The predicted values are now stored in the Numpy array as predictions. Finally, using Pandas, tabulate the actual correct data and the predicted "predictions" results. . . . . . キャプチャ.PNG

The expected result this time is as shown in the above figure.

As it is, it is difficult to see, so I summarized it as shown in the table below. image.png If you read this,

I predicted that there would be 77 people who answered Yes, but in fact, only 3 of those 77 people answered Yes. Furthermore, among those who predicted No, there were actually 480 people who answered Yes.

This time, I can't say that the analysis result is very accurate, but this time I felt like trying to touch machine learning for the time being ... There seems to be more room for improving prediction accuracy, such as adjusting features and hyperparameters.

** Still the last important task. ** **

After finishing this tutorial, delete the endpoint created this time so as not to incur extra charges.

In[16]


#Delete the created endpoint
sagemaker.Session().delete_endpoint(xgb_predictor.endpoint)

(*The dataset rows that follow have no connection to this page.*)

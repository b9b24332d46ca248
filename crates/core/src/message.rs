use std::time::{Duration, Instant};

/// Stable identifier for one message record.
#[derive(Debug, Clone, Copy, PartialEq, Eq, Hash, PartialOrd, Ord)]
pub struct MessageId(pub u64);

impl MessageId {
    /// Creates a typed message identifier.
    pub const fn new(raw: u64) -> Self {
        Self(raw)
    }
}

/// Chat speaker role.
///
/// A record's role never changes after creation, and the internal vocabulary
/// maps 1:1 onto the provider's turn roles.
#[derive(Debug, Clone, Copy, PartialEq, Eq, Hash)]
pub enum Role {
    User,
    Model,
}

impl Role {
    /// Wire name used in provider payloads.
    pub const fn as_str(self) -> &'static str {
        match self {
            Self::User => "user",
            Self::Model => "model",
        }
    }
}

/// One entry in the conversation log.
///
/// User records are complete at creation and never stream. Model records
/// start as empty streaming placeholders and accumulate text and images
/// fragment by fragment until their stream ends or fails.
#[derive(Debug, Clone)]
pub struct ChatMessage {
    pub id: MessageId,
    pub role: Role,
    /// Accumulated message text; the concatenation target while streaming.
    pub text: String,
    /// Base64 image payloads in arrival order, data-URI prefix stripped.
    pub images: Vec<String>,
    /// Monotonic creation time; latency is measured against this.
    pub created_at: Instant,
    /// True only while the record still receives stream updates.
    pub streaming: bool,
    /// Time from record creation to the first received fragment.
    /// Set at most once and never updated afterwards.
    pub latency: Option<Duration>,
}

impl ChatMessage {
    /// Creates a finalized user record.
    pub fn user(id: MessageId, text: impl Into<String>, images: Vec<String>) -> Self {
        Self {
            id,
            role: Role::User,
            text: text.into(),
            images,
            created_at: Instant::now(),
            streaming: false,
            latency: None,
        }
    }

    /// Creates the empty model placeholder an exchange streams into.
    pub fn model_placeholder(id: MessageId) -> Self {
        Self {
            id,
            role: Role::Model,
            text: String::new(),
            images: Vec::new(),
            created_at: Instant::now(),
            streaming: true,
            latency: None,
        }
    }

    /// Returns true when the record carries any text or image content.
    pub fn has_content(&self) -> bool {
        !self.text.is_empty() || !self.images.is_empty()
    }
}

/// Shallow field-overwrite patch for [`crate::store::ConversationStore::update`].
///
/// Fields left as `None` keep the record's current value. Latency is only
/// ever carried by the patch that first computed it; a later write against
/// an already-set latency is ignored.
#[derive(Debug, Clone, Default)]
pub struct MessagePatch {
    pub text: Option<String>,
    pub images: Option<Vec<String>>,
    pub latency: Option<Duration>,
    pub streaming: Option<bool>,
}

impl MessagePatch {
    /// Creates an empty patch.
    pub fn new() -> Self {
        Self::default()
    }

    /// Replaces the accumulated text.
    pub fn with_text(mut self, text: impl Into<String>) -> Self {
        self.text = Some(text.into());
        self
    }

    /// Replaces the image payload list.
    pub fn with_images(mut self, images: Vec<String>) -> Self {
        self.images = Some(images);
        self
    }

    /// Records first-fragment latency.
    pub fn with_latency(mut self, latency: Duration) -> Self {
        self.latency = Some(latency);
        self
    }

    /// Sets or clears the streaming flag.
    pub fn with_streaming(mut self, streaming: bool) -> Self {
        self.streaming = Some(streaming);
        self
    }

    pub(crate) fn apply(self, message: &mut ChatMessage) {
        if let Some(text) = self.text {
            message.text = text;
        }
        if let Some(images) = self.images {
            message.images = images;
        }
        if let Some(latency) = self.latency {
            // First write wins; latency never moves once recorded.
            if message.latency.is_none() {
                message.latency = Some(latency);
            }
        }
        if let Some(streaming) = self.streaming {
            message.streaming = streaming;
        }
    }
}

#[cfg(test)]
mod tests {
    use super::*;

    #[test]
    fn user_records_are_complete_at_creation() {
        let message = ChatMessage::user(MessageId::new(1), "hello", vec!["aGk=".to_string()]);

        assert_eq!(message.role, Role::User);
        assert!(!message.streaming);
        assert!(message.latency.is_none());
        assert!(message.has_content());
    }

    #[test]
    fn model_placeholder_starts_empty_and_streaming() {
        let message = ChatMessage::model_placeholder(MessageId::new(2));

        assert_eq!(message.role, Role::Model);
        assert!(message.streaming);
        assert!(message.text.is_empty());
        assert!(message.images.is_empty());
        assert!(!message.has_content());
    }

    #[test]
    fn patch_overwrites_only_present_fields() {
        let mut message = ChatMessage::model_placeholder(MessageId::new(3));

        MessagePatch::new().with_text("partial").apply(&mut message);
        assert_eq!(message.text, "partial");
        assert!(message.streaming);

        MessagePatch::new().with_streaming(false).apply(&mut message);
        assert_eq!(message.text, "partial");
        assert!(!message.streaming);
    }

    #[test]
    fn latency_is_write_once() {
        let mut message = ChatMessage::model_placeholder(MessageId::new(4));

        MessagePatch::new()
            .with_latency(Duration::from_millis(120))
            .apply(&mut message);
        MessagePatch::new()
            .with_latency(Duration::from_millis(900))
            .apply(&mut message);

        assert_eq!(message.latency, Some(Duration::from_millis(120)));
    }

    #[test]
    fn roles_map_onto_the_wire_vocabulary() {
        assert_eq!(Role::User.as_str(), "user");
        assert_eq!(Role::Model.as_str(), "model");
    }
}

In addition to this, I can check the status of "model", "endpoint", and "notebook" on the management screen of SageMaker, so I deleted unnecessary ones as appropriate.

Finally

This time, I think that I learned a little about how to use SageMaker, machine learning, and knowledge by doing the AWS SageMaker tutorial.

There are more tutorials besides this one, so if you have time, I definitely want to try it.

List of other tutorials (English) ☞ Amazon SageMaker Examples

I still feel like I've finally made it to the starting line of machine learning, so I hope I can continue to input various things and output to Qiita again like this time.

I think it was a childish sentence, but thank you for reading it.